Forecasting PM2.5 Concentrations Using a Transformer Model
Abstract:
Air pollution caused by fine particulate matter (PM2.5) has become a serious environmental problem in many large urban areas, especially in rapidly urbanizing regions. Accurate prediction of PM2.5 concentrations plays an important role in air quality management and the development of early warning systems for air pollution. This study evaluates the applicability of machine learning and deep learning approaches for forecasting PM2.5 concentrations using time-series data combined with meteorological variables. The dataset includes PM2.5 concentrations together with meteorological variables such as temperature, relative humidity, and wind speed collected in Hanoi. Data preprocessing steps include outlier detection using the Interquartile Range (IQR) method, data normalization using the Z-score approach, and the construction of time-series features. Several forecasting models were implemented and compared, including ARIMA, Random Forest, LSTM, GRU, and Transformer models.

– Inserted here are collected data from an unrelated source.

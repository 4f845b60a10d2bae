use crate::components::Component;
use crate::core::Node;
use nalgebra::{Unit, UnitQuaternion, Vector3};

/// Spins its node around `axis`, replacing the node's local rotation.
#[derive(Debug, Clone)]
pub struct RotateComponent {
    axis: Unit<Vector3<f32>>,
    /// Degrees per second.
    pub speed: f32,
    angle: f32,
}

impl Default for RotateComponent {
    fn default() -> Self {
        RotateComponent::new(Vector3::y_axis(), 50.0)
    }
}

impl RotateComponent {
    pub fn new(axis: Unit<Vector3<f32>>, speed: f32) -> Self {
        RotateComponent {
            axis,
            speed,
            angle: 0.0,
        }
    }

    pub fn axis(&self) -> &Unit<Vector3<f32>> {
        &self.axis
    }

    pub fn set_axis(&mut self, axis: Unit<Vector3<f32>>) {
        self.axis = axis;
    }

    /// Current angle in degrees, wrapped to `0..360`.
    pub fn angle(&self) -> f32 {
        self.angle
    }
}

impl Component for RotateComponent {
    fn update(&mut self, node: &mut Node, dt: f32) {
        self.angle = (self.angle + self.speed * dt).rem_euclid(360.0);

        let rotation = UnitQuaternion::from_axis_angle(&self.axis, self.angle.to_radians());
        node.transform_mut().set_local_rotation(rotation);
    }
}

The experimental results show that deep learning models outperform traditional statistical approaches in PM2.5 prediction. Among the evaluated models, the Transformer model achieved the best performance with lower prediction errors and a better ability to capture temporal variations in PM2.5 concentrations. The results demonstrate the potential of deep learning techniques for air quality forecasting and provide a scientific basis for developing early warning systems for air pollution in large urban areas.